受毛泽东之命,郭沫若和周扬领衔合编的《红旗歌谣》,算是新民歌运动最权威的版本了。《红旗歌谣》的序言中说:“大跃进中产生的民歌是美不胜收的,我们以精选为原则。我们的标准是:既要有新颖的思想内容,又要有优美的艺术形式。我们看到很多的新民歌思想超拔,形象鲜明,语言生动,音调和谐,形式活泼;它们是现实主义的,又是浪漫主义的。我们带着无限的喜悦心情把这些民歌选在本集里。”比起大跃进时代各地制造的浩如烟海的“新民歌”,《红旗歌谣》编选的民歌,格调比较健康、清新。无论怎么歌颂,总还是“浪漫地”地夸张,人为地违背自然常识地胡吹滥造的没有。想象力“最丰富”的也不过是“玉米稻子密又密,铺天盖地不透风,就是卫星掉下来,也要弹回半空中”。在浮夸风中还不算登峰造极。

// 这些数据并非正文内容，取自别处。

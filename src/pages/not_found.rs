use leptos::prelude::*;

/// 404 Not Found Page
#[component]
pub fn NotFound() -> impl IntoView {
	view! { <h1>"Uh oh!" <br /> "We couldn't find that page!"</h1> }
}
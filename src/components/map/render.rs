use std::f64::consts::PI;

use web_sys::CanvasRenderingContext2d;

use super::scene::{MapScene, ViewTransform};
use crate::graph::Coordinates;

const OCEAN: &str = "#0f172a";
const GRATICULE: &str = "rgba(148, 163, 184, 0.15)";

pub fn render(
	scene: &MapScene,
	view: &ViewTransform,
	ctx: &CanvasRenderingContext2d,
	width: f64,
	height: f64,
	hovered: Option<usize>,
) {
	ctx.set_fill_style_str(OCEAN);
	ctx.fill_rect(0.0, 0.0, width, height);
	let project = |c: Coordinates| view.project(scene.center, c, width, height);
	draw_graticule(&project, ctx);
	draw_lines(scene, &project, ctx);
	draw_markers(scene, &project, ctx, hovered);
}

fn draw_graticule(project: &impl Fn(Coordinates) -> (f64, f64), ctx: &CanvasRenderingContext2d) {
	ctx.set_stroke_style_str(GRATICULE);
	ctx.set_line_width(1.0);
	for lng in (-180..=180).step_by(30) {
		let (x1, y1) = project(Coordinates::new(90.0, lng as f64));
		let (x2, y2) = project(Coordinates::new(-90.0, lng as f64));
		ctx.begin_path();
		ctx.move_to(x1, y1);
		ctx.line_to(x2, y2);
		ctx.stroke();
	}
	for lat in (-90..=90).step_by(30) {
		let (x1, y1) = project(Coordinates::new(lat as f64, -180.0));
		let (x2, y2) = project(Coordinates::new(lat as f64, 180.0));
		ctx.begin_path();
		ctx.move_to(x1, y1);
		ctx.line_to(x2, y2);
		ctx.stroke();
	}
}

fn draw_lines(
	scene: &MapScene,
	project: &impl Fn(Coordinates) -> (f64, f64),
	ctx: &CanvasRenderingContext2d,
) {
	for line in &scene.lines {
		let mut points = line.points.iter().map(|c| project(*c));
		let Some((x, y)) = points.next() else {
			continue;
		};
		ctx.set_global_alpha(line.opacity);
		ctx.set_stroke_style_str(line.color);
		ctx.set_line_width(line.width);
		ctx.begin_path();
		ctx.move_to(x, y);
		for (x, y) in points {
			ctx.line_to(x, y);
		}
		ctx.stroke();
	}
	ctx.set_global_alpha(1.0);
}

fn draw_markers(
	scene: &MapScene,
	project: &impl Fn(Coordinates) -> (f64, f64),
	ctx: &CanvasRenderingContext2d,
	hovered: Option<usize>,
) {
	for (i, marker) in scene.markers.iter().enumerate() {
		let (x, y) = project(marker.coords);

		ctx.begin_path();
		let _ = ctx.arc(x, y, marker.radius, 0.0, 2.0 * PI);
		ctx.set_global_alpha(marker.fill_opacity);
		ctx.set_fill_style_str(marker.fill);
		ctx.fill();
		ctx.set_global_alpha(1.0);
		ctx.set_stroke_style_str("#ffffff");
		ctx.set_line_width(if hovered == Some(i) { 3.5 } else { 2.0 });
		ctx.stroke();

		if let Some(label) = &marker.label {
			ctx.set_fill_style_str("rgba(255, 255, 255, 0.85)");
			ctx.set_font("11px sans-serif");
			let _ = ctx.fill_text(label, x + marker.radius + 3.0, y + 3.0);
		}
	}
}
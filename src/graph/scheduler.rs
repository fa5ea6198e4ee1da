//! Timer seam for the playback controller.
//!
//! The browser build schedules ticks through `gloo-timers`; tests drive the
//! controller with [`ManualScheduler`] so no wall-clock time passes.

use std::cell::RefCell;
use std::rc::Rc;

use gloo_timers::callback::Timeout;

/// Schedules one-shot callbacks. Cancelling a handle guarantees its
/// callback never runs.
pub trait Scheduler {
	type Handle;

	fn schedule(&self, delay_ms: u32, callback: Box<dyn FnOnce()>) -> Self::Handle;

	fn cancel(&self, handle: Self::Handle);
}

/// Browser timers via `setTimeout`.
#[derive(Clone, Copy, Debug, Default)]
pub struct TimeoutScheduler;

impl Scheduler for TimeoutScheduler {
	type Handle = Timeout;

	fn schedule(&self, delay_ms: u32, callback: Box<dyn FnOnce()>) -> Timeout {
		Timeout::new(delay_ms, callback)
	}

	fn cancel(&self, handle: Timeout) {
		// Dropping a `Timeout` clears it.
		drop(handle);
	}
}

struct Pending {
	id: u64,
	delay_ms: u32,
	callback: Box<dyn FnOnce()>,
}

#[derive(Default)]
struct Queue {
	next_id: u64,
	pending: Vec<Pending>,
	elapsed_ms: u64,
}

/// A scheduler whose callbacks only run when the caller fires them.
#[derive(Clone, Default)]
pub struct ManualScheduler {
	queue: Rc<RefCell<Queue>>,
}

impl ManualScheduler {
	pub fn new() -> Self {
		Self::default()
	}

	pub fn pending(&self) -> usize {
		self.queue.borrow().pending.len()
	}

	/// Total delay of every callback fired so far.
	pub fn elapsed_ms(&self) -> u64 {
		self.queue.borrow().elapsed_ms
	}

	/// Run the earliest scheduled callback. Returns `false` when nothing is
	/// pending.
	pub fn fire_next(&self) -> bool {
		let next = {
			let mut queue = self.queue.borrow_mut();
			if queue.pending.is_empty() {
				return false;
			}
			let next = queue.pending.remove(0);
			queue.elapsed_ms += u64::from(next.delay_ms);
			next
		};
		// The queue borrow is released so the callback may schedule again.
		(next.callback)();
		true
	}

	/// Fire callbacks until the queue drains or `limit` is reached.
	pub fn run_until_idle(&self, limit: usize) -> usize {
		let mut fired = 0;
		while fired < limit && self.fire_next() {
			fired += 1;
		}
		fired
	}
}

impl Scheduler for ManualScheduler {
	type Handle = u64;

	fn schedule(&self, delay_ms: u32, callback: Box<dyn FnOnce()>) -> u64 {
		let mut queue = self.queue.borrow_mut();
		let id = queue.next_id;
		queue.next_id += 1;
		queue.pending.push(Pending {
			id,
			delay_ms,
			callback,
		});
		id
	}

	fn cancel(&self, handle: u64) {
		self.queue.borrow_mut().pending.retain(|p| p.id != handle);
	}
}

#[cfg(test)]
mod tests {
	use std::cell::Cell;

	use super::*;

	#[test]
	fn cancelled_callbacks_never_fire() {
		let scheduler = ManualScheduler::new();
		let hits = Rc::new(Cell::new(0));
		let (a, b) = (hits.clone(), hits.clone());
		let first = scheduler.schedule(800, Box::new(move || a.set(a.get() + 1)));
		scheduler.schedule(800, Box::new(move || b.set(b.get() + 10)));
		scheduler.cancel(first);

		assert_eq!(scheduler.run_until_idle(10), 1);
		assert_eq!(hits.get(), 10);
		assert_eq!(scheduler.elapsed_ms(), 800);
	}

	#[test]
	fn callbacks_may_reschedule() {
		let scheduler = ManualScheduler::new();
		let inner = scheduler.clone();
		scheduler.schedule(
			5,
			Box::new(move || {
				inner.schedule(5, Box::new(|| {}));
			}),
		);
		assert!(scheduler.fire_next());
		assert_eq!(scheduler.pending(), 1);
	}
}
//! Leptos client-side app for exploring disease-spread analytics on a map.

use leptos::prelude::*;
use leptos_meta::*;
use leptos_router::components::*;
use leptos_router::path;
use log::{Level, info};

pub mod api;
pub mod config;
pub mod error;
pub mod geo;
pub mod graph;

// Modules
mod components;
mod pages;

// Top-Level pages
use crate::api::HttpFetcher;
use crate::config::ApiConfig;
use crate::pages::home::Home;
use crate::pages::not_found::NotFound;

/// Initialize logging and panic hooks for the WASM target.
pub fn init_logging() {
	let _ = console_log::init_with_level(Level::Debug);
	console_error_panic_hook::set_once();
	info!("Logging initialized");
}

/// An app router which renders the homepage and handles 404's
#[component]
pub fn App() -> impl IntoView {
	// Provides context that manages stylesheets, titles, meta tags, etc.
	provide_meta_context();

	let config = ApiConfig::default();
	info!("Analytics service at {}", config.base_url);
	provide_context(HttpFetcher::new(config));

	view! {
		<Html attr:lang="en" attr:dir="ltr" attr:data-theme="light" />

		// sets the document title
		<Title text="Disease Spread Analytics" />

		// injects metadata in the <head> of the page
		<Meta charset="UTF-8" />
		<Meta name="viewport" content="width=device-width, initial-scale=1.0" />

		<Router>
			<Routes fallback=|| view! { <NotFound /> }>
				<Route path=path!("/") view=Home />
			</Routes>
		</Router>
	}
}
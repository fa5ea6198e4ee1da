use spread_atlas::{App, init_logging};

fn main() {
	init_logging();
	leptos::mount::mount_to_body(App)
}
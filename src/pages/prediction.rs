use leptos::prelude::*;
use leptos::task::spawn_local;
use log::info;

use crate::api::{Country, Fetcher, HttpFetcher, PredictionResponse, RequestSlot};
use crate::components::widgets::{CountrySelect, LoadingSpinner, StatsCard};
use crate::error::Operation;

#[component]
pub fn PredictionView() -> impl IntoView {
	let fetcher = use_context::<HttpFetcher>().unwrap_or_default();
	let selected = RwSignal::new(String::new());
	let slot = RwSignal::new(RequestSlot::<PredictionResponse>::new(Operation::Prediction));
	let loading = move || slot.with(RequestSlot::is_loading);

	let on_predict = move |_| {
		let mut submitted = None;
		slot.update(|s| submitted = s.submit(Country::new(&selected.get_untracked())));
		let Some((ticket, country)) = submitted else {
			return;
		};
		info!("[prediction] requesting {country}");
		let fetcher = fetcher.clone();
		spawn_local(async move {
			let outcome = fetcher.predict(&country).await;
			slot.update(|s| {
				s.finish(ticket, outcome);
			});
		});
	};

	view! {
		<div class="prediction-container">
			<div class="prediction-header">
				<h2>"Disease Prediction"</h2>
				<p>"Select a country to predict malaria cases using ML model"</p>
			</div>

			<div class="prediction-control">
				<CountrySelect value=selected placeholder="Select a country for prediction" />
				<button
					class="btn btn-primary"
					on:click=on_predict
					disabled=move || selected.with(String::is_empty) || loading()
				>
					{move || if loading() { "Predicting..." } else { "Predict Cases" }}
				</button>
			</div>

			{move || {
				slot.with(|s| {
					s.error().map(|e| view! { <div class="alert alert-error">{e.to_string()}</div> })
				})
			}}
			<Show when=loading>
				<LoadingSpinner message="Analyzing data and predicting..." />
			</Show>
			{move || {
				slot.with(|s| s.result().cloned())
					.map(|response| view! { <PredictionResults response=response /> })
			}}
		</div>
	}
}

#[component]
fn PredictionResults(response: PredictionResponse) -> impl IntoView {
	let prediction = response.prediction;
	let risk = prediction.risk();
	let (fg, bg) = risk.colors();
	let features = prediction.feature_rows();

	view! {
		<div class="prediction-results">
			<div class="result-header">
				<h3>{response.country}</h3>
			</div>

			<div class="stats-grid">
				<StatsCard
					title="Predicted Malaria Cases"
					value=format!("{:.2}", prediction.malaria)
					color="#ef4444"
					subtitle="Cases per month"
				/>
				<StatsCard
					title="Predicted Dengue Cases"
					value=format!("{:.2}", prediction.dengue)
					color="#8b5cf6"
					subtitle="Cases per month"
				/>
			</div>

			<div class="risk-assessment">
				<h4>"Risk Assessment"</h4>
				<div class="risk-badge" style=format!("background-color: {bg}; color: {fg}")>
					<span class="risk-level">{format!("{} Risk", risk.label())}</span>
					<span class="risk-value">{format!("{:.2} cases/month", prediction.malaria)}</span>
				</div>
			</div>

			{(!features.is_empty())
				.then(|| {
					view! {
						<div class="features-details">
							<h4>"Model Inputs"</h4>
							<div class="features-grid">
								{features
									.into_iter()
									.map(|(label, value)| {
										view! {
											<div class="feature-item">
												<span class="feature-label">{format!("{label}:")}</span>
												<span class="feature-value">{value}</span>
											</div>
										}
									})
									.collect_view()}
							</div>
						</div>
					}
				})}
		</div>
	}
}
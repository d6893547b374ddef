//! # Validation Module
//!
//! Field-level checks run while pricing configuration is constructed.
//!
//! ## Where Validation Happens
//! ```text
//! ┌─────────────────────────────────────────────────────────────────────────┐
//! │                      Validation Layers                                  │
//! │                                                                         │
//! │  Layer 1: Deserialization (serde)                                      │
//! │  └── Shape and types of the pricing config                            │
//! │           │                                                             │
//! │           ▼                                                             │
//! │  Layer 2: THIS MODULE                                                  │
//! │  ├── Product codes, names, prices                                      │
//! │  └── Delivery tier thresholds and costs                                │
//! │           │                                                             │
//! │           ▼                                                             │
//! │  Layer 3: Aggregate constructors                                       │
//! │  ├── Catalog: unique codes                                             │
//! │  └── TieredDeliveryRule: base tier present, thresholds unique          │
//! └─────────────────────────────────────────────────────────────────────────┘
//! ```
//!
//! Once a value passes these checks it is immutable, so pricing code never
//! re-validates.

use crate::error::ValidationError;
use crate::money::Money;

/// Result type for validation operations.
pub type ValidationResult<T> = Result<T, ValidationError>;

/// Longest accepted product code.
pub const MAX_CODE_LEN: usize = 50;

/// Longest accepted product name.
pub const MAX_NAME_LEN: usize = 200;

/// Largest accepted price, tier threshold or tier cost, in cents
/// ($1,000,000,000,000.00).
///
/// Basket sums stay far below `Decimal::MAX` under this cap, so pricing
/// arithmetic cannot overflow.
pub const MAX_AMOUNT_CENTS: i64 = 100_000_000_000_000;

const CODE_FIELD: &str = "code";
const NAME_FIELD: &str = "name";

// =============================================================================
// String Validators
// =============================================================================

/// Trims `value` and checks it is present and at most `max` characters.
fn validate_text<'a>(field: &str, value: &'a str, max: usize) -> ValidationResult<&'a str> {
    let value = value.trim();

    if value.is_empty() {
        return Err(ValidationError::Required {
            field: field.to_string(),
        });
    }

    if value.chars().count() > max {
        return Err(ValidationError::TooLong {
            field: field.to_string(),
            max,
        });
    }

    Ok(value)
}

/// Validates a product code.
///
/// ## Rules
/// - Must not be empty
/// - At most [`MAX_CODE_LEN`] characters
/// - Only alphanumeric characters, hyphens, underscores
///
/// ## Example
/// ```rust
/// use acme_core::validation::validate_product_code;
///
/// assert!(validate_product_code("R01").is_ok());
/// assert!(validate_product_code("").is_err());
/// assert!(validate_product_code("R 01").is_err());
/// ```
pub fn validate_product_code(code: &str) -> ValidationResult<()> {
    let code = validate_text(CODE_FIELD, code, MAX_CODE_LEN)?;

    if !code
        .chars()
        .all(|c| c.is_alphanumeric() || c == '-' || c == '_')
    {
        return Err(ValidationError::InvalidFormat {
            field: CODE_FIELD.to_string(),
            reason: "must contain only letters, numbers, hyphens, and underscores".to_string(),
        });
    }

    Ok(())
}

/// Validates a product name: present and at most [`MAX_NAME_LEN`]
/// characters.
pub fn validate_product_name(name: &str) -> ValidationResult<()> {
    validate_text(NAME_FIELD, name, MAX_NAME_LEN).map(|_| ())
}

// =============================================================================
// Numeric Validators
// =============================================================================

/// Validates a monetary amount from configuration.
///
/// Used for product prices, tier thresholds and tier costs.
///
/// ## Rules
/// - Zero or more
/// - At most [`MAX_AMOUNT_CENTS`]
///
/// ## Example
/// ```rust
/// use acme_core::money::Money;
/// use acme_core::validation::validate_amount;
///
/// assert!(validate_amount("price", Money::from_cents(795)).is_ok());
/// assert!(validate_amount("price", Money::zero()).is_ok());
/// assert!(validate_amount("price", Money::from_cents(-1)).is_err());
/// ```
pub fn validate_amount(field: &str, amount: Money) -> ValidationResult<()> {
    if amount.is_negative() {
        return Err(ValidationError::MustBeNonNegative {
            field: field.to_string(),
        });
    }

    let max = Money::from_cents(MAX_AMOUNT_CENTS);
    if amount > max {
        return Err(ValidationError::TooLarge {
            field: field.to_string(),
            max,
        });
    }

    Ok(())
}

// =============================================================================
// Unit Tests
// =============================================================================

#[cfg(test)]
mod tests {
    use super::*;

    #[test]
    fn test_validate_product_code() {
        assert!(validate_product_code("R01").is_ok());
        assert!(validate_product_code("WIDGET-RED_2").is_ok());

        assert!(validate_product_code("").is_err());
        assert!(validate_product_code("   ").is_err());
        assert!(validate_product_code("R/01").is_err());
        assert!(validate_product_code(&"A".repeat(MAX_CODE_LEN + 1)).is_err());
    }

    #[test]
    fn test_validate_product_name() {
        assert!(validate_product_name("Red Widget").is_ok());
        assert!(validate_product_name("").is_err());
        assert!(validate_product_name(&"A".repeat(MAX_NAME_LEN + 1)).is_err());
    }

    #[test]
    fn test_validate_product_name_trims_and_counts_chars() {
        assert!(validate_product_name("  Red Widget  ").is_ok());
        assert!(validate_product_name("   ").is_err());
        // Multi-byte characters count once each.
        assert!(validate_product_name(&"é".repeat(MAX_NAME_LEN)).is_ok());

        let err = validate_product_name(&"A".repeat(MAX_NAME_LEN + 1)).unwrap_err();
        assert_eq!(err.to_string(), "name must be at most 200 characters");
    }

    #[test]
    fn test_validate_amount() {
        assert!(validate_amount("cost", Money::zero()).is_ok());
        assert!(validate_amount("cost", Money::from_cents(495)).is_ok());
        assert!(validate_amount("cost", Money::from_cents(MAX_AMOUNT_CENTS)).is_ok());

        let err = validate_amount("cost", Money::from_cents(-495)).unwrap_err();
        assert_eq!(err.to_string(), "cost must not be negative");
    }

    #[test]
    fn test_validate_amount_rejects_huge_values() {
        let err = validate_amount("price", Money::from_cents(MAX_AMOUNT_CENTS + 1)).unwrap_err();
        assert!(matches!(err, ValidationError::TooLarge { .. }));
        assert_eq!(err.to_string(), "price must be at most $1000000000000.00");

        let near_decimal_max: Money = "79228162514264337593543950335".parse().unwrap();
        assert!(validate_amount("price", near_decimal_max).is_err());
    }
}
//! # `basket catalog`
//!
//! Lists products and active offers.

use std::io::Write;

use acme_core::PricingRules;

use super::rule;
use crate::error::CliResult;

pub fn run_catalog(rules: &PricingRules, out: &mut dyn Write) -> CliResult<()> {
    writeln!(out, "{:<8}{:<30}{:>10}", "CODE", "PRODUCT", "PRICE")?;
    writeln!(out, "{}", rule('-'))?;
    for product in rules.catalog().products() {
        writeln!(
            out,
            "{:<8}{:<30}{:>10}",
            product.code(),
            product.name(),
            product.price().to_string()
        )?;
    }

    if !rules.offers().is_empty() {
        writeln!(out)?;
        writeln!(out, "Offers:")?;
        for offer in rules.offers() {
            writeln!(out, "  - {}", offer.name())?;
        }
    }

    Ok(())
}
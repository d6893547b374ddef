//! # Delivery Rules
//!
//! Map a (discounted) basket subtotal to a delivery charge.
//!
//! ## Tiered Delivery
//! ```text
//! ┌─────────────────────────────────────────────────────────────────────────┐
//! │  subtotal:  $0 ─────────── $50 ─────────── $90 ───────────► ∞           │
//! │             │   $4.95       │    $2.95      │    FREE                   │
//! │             └── tier 0 ─────┴── tier 50 ────┴── tier 90                 │
//! │                                                                         │
//! │  Lower bounds are inclusive: exactly $50.00 pays $2.95.                 │
//! └─────────────────────────────────────────────────────────────────────────┘
//! ```

use std::collections::HashSet;
use std::fmt;

use serde::{Deserialize, Serialize};

use crate::error::{CoreError, CoreResult, ValidationError};
use crate::money::Money;
use crate::validation::validate_amount;

// =============================================================================
// Delivery Rule Trait
// =============================================================================

/// Computes the delivery charge for an amount.
pub trait DeliveryRule: fmt::Debug + Send + Sync {
    /// Delivery charge for `amount`.
    ///
    /// Fails with [`CoreError::NoMatchingTier`] when the rule has no charge
    /// defined for the amount.
    fn cost_for(&self, amount: Money) -> CoreResult<Money>;
}

// =============================================================================
// Delivery Tier
// =============================================================================

/// One step of a tiered rule: from `threshold` upwards, charge `cost`.
#[derive(Debug, Clone, Copy, PartialEq, Eq, Serialize, Deserialize)]
pub struct DeliveryTier {
    pub threshold: Money,
    pub cost: Money,
}

impl DeliveryTier {
    pub fn new(threshold: Money, cost: Money) -> Self {
        DeliveryTier { threshold, cost }
    }
}

// =============================================================================
// Tiered Delivery Rule
// =============================================================================

/// Step-function delivery pricing.
///
/// ## Invariants
/// - Tiers are sorted by threshold, ascending
/// - Thresholds are unique
/// - The first tier starts at zero, so every non-negative amount has a tier
/// - Thresholds and costs are non-negative
#[derive(Debug, Clone, PartialEq, Eq)]
pub struct TieredDeliveryRule {
    tiers: Vec<DeliveryTier>,
}

impl TieredDeliveryRule {
    /// Builds a rule from tiers in any order.
    ///
    /// ## Errors
    /// - [`ValidationError::Required`] for an empty tier list
    /// - [`ValidationError::MustBeNonNegative`] for a negative threshold or cost
    /// - [`ValidationError::Duplicate`] when two tiers share a threshold
    /// - [`CoreError::MissingBaseTier`] when no tier starts at zero
    ///
    /// ## Example
    /// ```rust
    /// use acme_core::{DeliveryRule, DeliveryTier, Money, TieredDeliveryRule};
    ///
    /// let rule = TieredDeliveryRule::new(vec![
    ///     DeliveryTier::new(Money::from_cents(9000), Money::zero()),
    ///     DeliveryTier::new(Money::zero(), Money::from_cents(495)),
    ///     DeliveryTier::new(Money::from_cents(5000), Money::from_cents(295)),
    /// ])
    /// .unwrap();
    ///
    /// assert_eq!(rule.cost_for(Money::from_cents(4999)).unwrap(), Money::from_cents(495));
    /// assert_eq!(rule.cost_for(Money::from_cents(5000)).unwrap(), Money::from_cents(295));
    /// ```
    pub fn new(tiers: impl IntoIterator<Item = DeliveryTier>) -> CoreResult<Self> {
        let mut tiers: Vec<DeliveryTier> = tiers.into_iter().collect();

        if tiers.is_empty() {
            return Err(ValidationError::Required {
                field: "delivery tiers".to_string(),
            }
            .into());
        }

        let mut seen = HashSet::with_capacity(tiers.len());
        for tier in &tiers {
            validate_amount("delivery threshold", tier.threshold)?;
            validate_amount("delivery cost", tier.cost)?;

            if !seen.insert(tier.threshold) {
                return Err(ValidationError::Duplicate {
                    field: "delivery threshold".to_string(),
                    value: tier.threshold.to_string(),
                }
                .into());
            }
        }

        tiers.sort_by_key(|tier| tier.threshold);

        if !tiers[0].threshold.is_zero() {
            return Err(CoreError::MissingBaseTier);
        }

        Ok(TieredDeliveryRule { tiers })
    }

    /// Tiers in ascending threshold order.
    pub fn tiers(&self) -> &[DeliveryTier] {
        &self.tiers
    }
}

impl DeliveryRule for TieredDeliveryRule {
    fn cost_for(&self, amount: Money) -> CoreResult<Money> {
        self.tiers
            .iter()
            .rev()
            .find(|tier| tier.threshold <= amount)
            .map(|tier| tier.cost)
            .ok_or(CoreError::NoMatchingTier { amount })
    }
}

// =============================================================================
// Unit Tests
// =============================================================================
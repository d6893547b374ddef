//! # `basket total <CODE>...`
//!
//! Prices an ad-hoc basket. Text output rounds to cents; JSON output carries
//! the exact decimal figures.

use std::io::Write;

use acme_core::{PriceBreakdown, PricingRules};
use clap::ValueEnum;
use serde::Serialize;

use super::rule;
use crate::error::CliResult;

/// Output format for `basket total`.
#[derive(Debug, Clone, Copy, Default, PartialEq, Eq, ValueEnum)]
pub enum OutputFormat {
    /// Human-readable receipt
    #[default]
    Text,
    /// Machine-readable breakdown
    Json,
}

/// JSON shape of a priced basket.
#[derive(Debug, Serialize)]
struct TotalReport<'a> {
    items: Vec<&'a str>,
    #[serde(flatten)]
    breakdown: PriceBreakdown,
}

pub fn run_total(
    rules: &PricingRules,
    codes: &[String],
    format: OutputFormat,
    out: &mut dyn Write,
) -> CliResult<()> {
    let mut basket = rules.basket();
    for code in codes {
        basket.add(code)?;
    }
    let breakdown = basket.breakdown()?;

    match format {
        OutputFormat::Json => {
            let report = TotalReport {
                items: basket.items().iter().map(|p| p.code()).collect(),
                breakdown,
            };
            serde_json::to_writer_pretty(&mut *out, &report)?;
            writeln!(out)?;
        }
        OutputFormat::Text => {
            for product in basket.items() {
                writeln!(
                    out,
                    "{:<8}{:<30}{:>10}",
                    product.code(),
                    product.name(),
                    product.price().to_string()
                )?;
            }
            writeln!(out, "{}", rule('-'))?;
            writeln!(out, "{:<38}{:>10}", "Subtotal", breakdown.subtotal.to_string())?;
            if !breakdown.discount.is_zero() {
                writeln!(out, "{:<38}{:>10}", "Offers", format!("-{}", breakdown.discount))?;
            }
            writeln!(out, "{:<38}{:>10}", "Delivery", breakdown.delivery.to_string())?;
            writeln!(out, "{:<38}{:>10}", "TOTAL", breakdown.total.to_string())?;
        }
    }

    Ok(())
}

后来,郭沫若还是看出了大跃进的荒谬。在1963年11月14日致陈明远的信中他说:“大跃进运动中,处处放卫星、发喜报、搞献礼,一哄而起,又一哄而散;浮夸虚假的歪风邪气,泛滥成灾,后来强调重视调查研究,树立’三敢三严’的作风,稍有好转。但是直到如今,诗歌评论界(以至整个文艺界)的风气,还是没有彻底端正过来。一些所谓文艺界头面人物,再次败坏现实主义与浪漫主义相结合的名誉,把现实主义丑化为板起面孔说教,把浪漫主义丑化为空洞的豪言壮语。上有好者,下必甚焉。不仅可笑,而且可厌。假话、套话、空话,是新文艺的大敌,也是新社会的大敌。”
郭沫若在20世纪的中国,是影响巨大的人物。说他是政治家,历史学家、考古学家、剧作家、诗人、学者、知识分子,他都当之无愧。对于作家、学者、知识分子来说,历史评价还有另一重文化尺度。这种文化尺度不是他看是否忠诚于他所效力的政权和领袖,而是看他的文化选择是否经得住历史的考验。